Source data:
- - -

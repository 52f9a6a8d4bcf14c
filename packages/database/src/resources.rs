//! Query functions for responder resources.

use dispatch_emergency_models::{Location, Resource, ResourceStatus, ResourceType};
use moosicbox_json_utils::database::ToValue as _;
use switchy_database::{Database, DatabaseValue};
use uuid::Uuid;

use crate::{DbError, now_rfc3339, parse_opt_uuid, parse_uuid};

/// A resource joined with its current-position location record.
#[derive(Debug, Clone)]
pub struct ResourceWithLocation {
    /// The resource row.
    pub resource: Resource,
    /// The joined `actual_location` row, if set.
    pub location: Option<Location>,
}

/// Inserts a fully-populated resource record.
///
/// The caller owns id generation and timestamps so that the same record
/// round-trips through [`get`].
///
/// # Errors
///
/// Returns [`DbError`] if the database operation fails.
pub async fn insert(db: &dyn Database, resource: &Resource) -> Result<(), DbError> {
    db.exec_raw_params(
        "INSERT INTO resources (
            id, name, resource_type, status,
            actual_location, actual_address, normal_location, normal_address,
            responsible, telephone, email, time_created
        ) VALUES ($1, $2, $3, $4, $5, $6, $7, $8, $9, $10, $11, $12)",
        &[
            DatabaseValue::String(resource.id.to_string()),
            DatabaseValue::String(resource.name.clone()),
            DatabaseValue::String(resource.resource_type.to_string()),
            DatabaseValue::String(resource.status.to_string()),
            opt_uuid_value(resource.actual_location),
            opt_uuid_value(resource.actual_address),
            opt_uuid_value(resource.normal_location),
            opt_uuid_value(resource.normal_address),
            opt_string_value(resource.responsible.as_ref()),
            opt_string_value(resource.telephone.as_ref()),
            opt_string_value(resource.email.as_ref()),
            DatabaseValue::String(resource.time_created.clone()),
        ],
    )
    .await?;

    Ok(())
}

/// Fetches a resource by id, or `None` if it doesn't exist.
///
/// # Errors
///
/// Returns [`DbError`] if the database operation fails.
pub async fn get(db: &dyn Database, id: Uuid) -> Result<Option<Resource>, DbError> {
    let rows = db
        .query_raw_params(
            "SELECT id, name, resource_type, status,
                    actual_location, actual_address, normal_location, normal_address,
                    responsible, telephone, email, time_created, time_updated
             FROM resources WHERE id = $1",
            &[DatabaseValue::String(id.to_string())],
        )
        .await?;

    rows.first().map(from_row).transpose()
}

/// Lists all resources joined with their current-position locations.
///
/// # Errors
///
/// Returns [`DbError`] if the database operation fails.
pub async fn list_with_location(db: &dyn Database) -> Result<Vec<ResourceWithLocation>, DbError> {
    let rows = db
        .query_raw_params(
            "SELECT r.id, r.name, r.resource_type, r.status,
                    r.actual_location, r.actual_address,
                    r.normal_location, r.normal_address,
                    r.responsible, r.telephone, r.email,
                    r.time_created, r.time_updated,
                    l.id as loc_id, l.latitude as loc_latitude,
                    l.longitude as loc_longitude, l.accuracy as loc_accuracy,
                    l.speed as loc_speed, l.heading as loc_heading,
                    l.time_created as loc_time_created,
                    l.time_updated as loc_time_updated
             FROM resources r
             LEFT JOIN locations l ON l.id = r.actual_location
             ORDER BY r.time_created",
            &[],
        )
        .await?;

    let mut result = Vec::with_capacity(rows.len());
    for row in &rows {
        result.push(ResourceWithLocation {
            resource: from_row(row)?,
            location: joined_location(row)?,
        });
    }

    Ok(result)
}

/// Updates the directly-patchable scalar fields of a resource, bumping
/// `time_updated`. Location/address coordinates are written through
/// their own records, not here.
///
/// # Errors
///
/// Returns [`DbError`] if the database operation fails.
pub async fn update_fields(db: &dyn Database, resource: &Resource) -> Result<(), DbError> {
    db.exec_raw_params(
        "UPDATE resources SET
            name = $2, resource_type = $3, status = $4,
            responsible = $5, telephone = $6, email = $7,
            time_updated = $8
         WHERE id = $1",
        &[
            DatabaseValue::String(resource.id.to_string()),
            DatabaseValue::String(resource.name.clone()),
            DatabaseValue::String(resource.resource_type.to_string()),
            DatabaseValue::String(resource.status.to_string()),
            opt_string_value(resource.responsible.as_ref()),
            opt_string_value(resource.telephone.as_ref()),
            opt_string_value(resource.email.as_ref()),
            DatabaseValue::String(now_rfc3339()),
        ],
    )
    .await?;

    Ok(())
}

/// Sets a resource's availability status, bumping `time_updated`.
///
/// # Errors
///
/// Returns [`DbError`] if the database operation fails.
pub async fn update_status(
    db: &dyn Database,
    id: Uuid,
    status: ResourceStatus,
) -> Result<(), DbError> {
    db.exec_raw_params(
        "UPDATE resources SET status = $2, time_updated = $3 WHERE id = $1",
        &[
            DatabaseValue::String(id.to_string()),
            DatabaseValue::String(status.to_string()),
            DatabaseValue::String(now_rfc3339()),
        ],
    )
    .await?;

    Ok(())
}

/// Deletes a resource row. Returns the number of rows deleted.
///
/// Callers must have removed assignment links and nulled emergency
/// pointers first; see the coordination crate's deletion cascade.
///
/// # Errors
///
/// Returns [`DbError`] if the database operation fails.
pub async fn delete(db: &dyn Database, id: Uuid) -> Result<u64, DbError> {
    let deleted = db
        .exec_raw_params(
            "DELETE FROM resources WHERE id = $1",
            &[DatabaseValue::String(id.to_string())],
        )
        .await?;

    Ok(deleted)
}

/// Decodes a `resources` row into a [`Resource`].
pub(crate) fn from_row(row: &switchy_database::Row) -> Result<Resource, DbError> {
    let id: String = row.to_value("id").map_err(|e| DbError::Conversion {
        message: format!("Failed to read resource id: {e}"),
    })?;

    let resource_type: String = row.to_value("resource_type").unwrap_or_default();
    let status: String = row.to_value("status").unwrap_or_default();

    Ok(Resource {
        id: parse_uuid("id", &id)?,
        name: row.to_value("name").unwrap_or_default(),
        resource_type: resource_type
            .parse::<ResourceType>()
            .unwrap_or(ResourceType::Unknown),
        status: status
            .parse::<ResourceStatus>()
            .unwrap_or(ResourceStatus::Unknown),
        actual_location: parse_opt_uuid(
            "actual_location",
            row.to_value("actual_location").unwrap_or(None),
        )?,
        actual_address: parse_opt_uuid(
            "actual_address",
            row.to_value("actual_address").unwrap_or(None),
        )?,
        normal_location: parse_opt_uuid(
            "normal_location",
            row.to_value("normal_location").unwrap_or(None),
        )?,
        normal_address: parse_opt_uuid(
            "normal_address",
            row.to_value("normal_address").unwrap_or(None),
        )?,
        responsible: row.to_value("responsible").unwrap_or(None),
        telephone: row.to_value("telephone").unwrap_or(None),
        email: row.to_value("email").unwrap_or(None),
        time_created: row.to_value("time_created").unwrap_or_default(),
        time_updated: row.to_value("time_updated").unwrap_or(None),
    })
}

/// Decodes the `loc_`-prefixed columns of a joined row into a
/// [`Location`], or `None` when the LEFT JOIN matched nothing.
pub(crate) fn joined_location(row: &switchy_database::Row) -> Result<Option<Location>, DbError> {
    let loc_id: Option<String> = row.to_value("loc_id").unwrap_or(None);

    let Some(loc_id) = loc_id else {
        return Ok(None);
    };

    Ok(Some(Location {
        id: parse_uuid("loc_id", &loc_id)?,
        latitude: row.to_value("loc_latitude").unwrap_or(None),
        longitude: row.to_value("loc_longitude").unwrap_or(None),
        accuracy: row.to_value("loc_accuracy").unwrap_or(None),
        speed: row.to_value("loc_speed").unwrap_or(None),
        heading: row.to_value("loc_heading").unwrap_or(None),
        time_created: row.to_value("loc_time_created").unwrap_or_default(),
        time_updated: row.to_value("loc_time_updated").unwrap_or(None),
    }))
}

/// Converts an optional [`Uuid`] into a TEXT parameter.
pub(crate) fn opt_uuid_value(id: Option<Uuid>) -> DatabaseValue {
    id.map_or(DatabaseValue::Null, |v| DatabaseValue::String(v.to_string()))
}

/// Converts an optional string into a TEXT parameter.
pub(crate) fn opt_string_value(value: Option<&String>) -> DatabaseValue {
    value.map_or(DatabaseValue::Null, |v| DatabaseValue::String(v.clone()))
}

- - -

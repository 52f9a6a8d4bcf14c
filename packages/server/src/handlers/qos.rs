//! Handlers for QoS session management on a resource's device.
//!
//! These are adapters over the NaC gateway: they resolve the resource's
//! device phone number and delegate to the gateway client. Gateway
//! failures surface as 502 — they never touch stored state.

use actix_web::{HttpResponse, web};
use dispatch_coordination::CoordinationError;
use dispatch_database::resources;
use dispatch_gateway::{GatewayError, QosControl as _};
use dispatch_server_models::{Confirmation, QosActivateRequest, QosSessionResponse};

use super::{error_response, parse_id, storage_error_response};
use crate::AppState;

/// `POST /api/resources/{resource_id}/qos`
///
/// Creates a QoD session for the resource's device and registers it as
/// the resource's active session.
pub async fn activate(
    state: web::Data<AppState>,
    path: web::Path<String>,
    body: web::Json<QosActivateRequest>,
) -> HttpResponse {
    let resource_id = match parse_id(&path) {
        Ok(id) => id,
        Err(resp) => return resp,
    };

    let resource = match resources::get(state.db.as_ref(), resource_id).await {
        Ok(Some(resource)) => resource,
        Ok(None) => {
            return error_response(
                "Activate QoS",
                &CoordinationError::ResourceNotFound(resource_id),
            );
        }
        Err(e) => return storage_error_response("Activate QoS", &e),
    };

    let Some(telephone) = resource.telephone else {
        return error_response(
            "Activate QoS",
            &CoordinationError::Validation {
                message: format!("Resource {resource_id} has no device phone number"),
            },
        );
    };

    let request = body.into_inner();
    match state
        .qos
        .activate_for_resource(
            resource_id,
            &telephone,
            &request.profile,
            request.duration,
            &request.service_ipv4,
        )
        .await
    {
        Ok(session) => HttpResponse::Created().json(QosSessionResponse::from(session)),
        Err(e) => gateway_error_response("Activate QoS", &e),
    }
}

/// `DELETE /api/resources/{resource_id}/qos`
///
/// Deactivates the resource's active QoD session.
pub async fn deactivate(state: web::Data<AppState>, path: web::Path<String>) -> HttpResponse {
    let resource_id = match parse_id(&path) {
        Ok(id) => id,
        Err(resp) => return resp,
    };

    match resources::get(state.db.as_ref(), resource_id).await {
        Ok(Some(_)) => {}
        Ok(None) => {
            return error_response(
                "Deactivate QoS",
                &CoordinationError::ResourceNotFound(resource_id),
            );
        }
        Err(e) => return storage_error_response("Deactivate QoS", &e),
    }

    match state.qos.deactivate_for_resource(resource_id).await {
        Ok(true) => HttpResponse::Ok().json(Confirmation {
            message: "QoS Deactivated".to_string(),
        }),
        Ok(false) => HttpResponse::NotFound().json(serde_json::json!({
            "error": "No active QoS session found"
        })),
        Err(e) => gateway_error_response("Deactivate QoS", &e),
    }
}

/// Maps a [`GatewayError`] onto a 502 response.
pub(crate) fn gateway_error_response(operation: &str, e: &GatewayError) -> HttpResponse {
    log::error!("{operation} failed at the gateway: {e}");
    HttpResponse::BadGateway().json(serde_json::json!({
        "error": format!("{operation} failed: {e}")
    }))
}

- - -

▸ **How to complete this task**
A complete answer gives every line of the records holding "number".

▸ **Problem solution**
/// Deletes a resource row. Returns the number of rows deleted.
//! device phone number and delegate to the gateway client. Gateway
                message: format!("Resource {resource_id} has no device phone number"),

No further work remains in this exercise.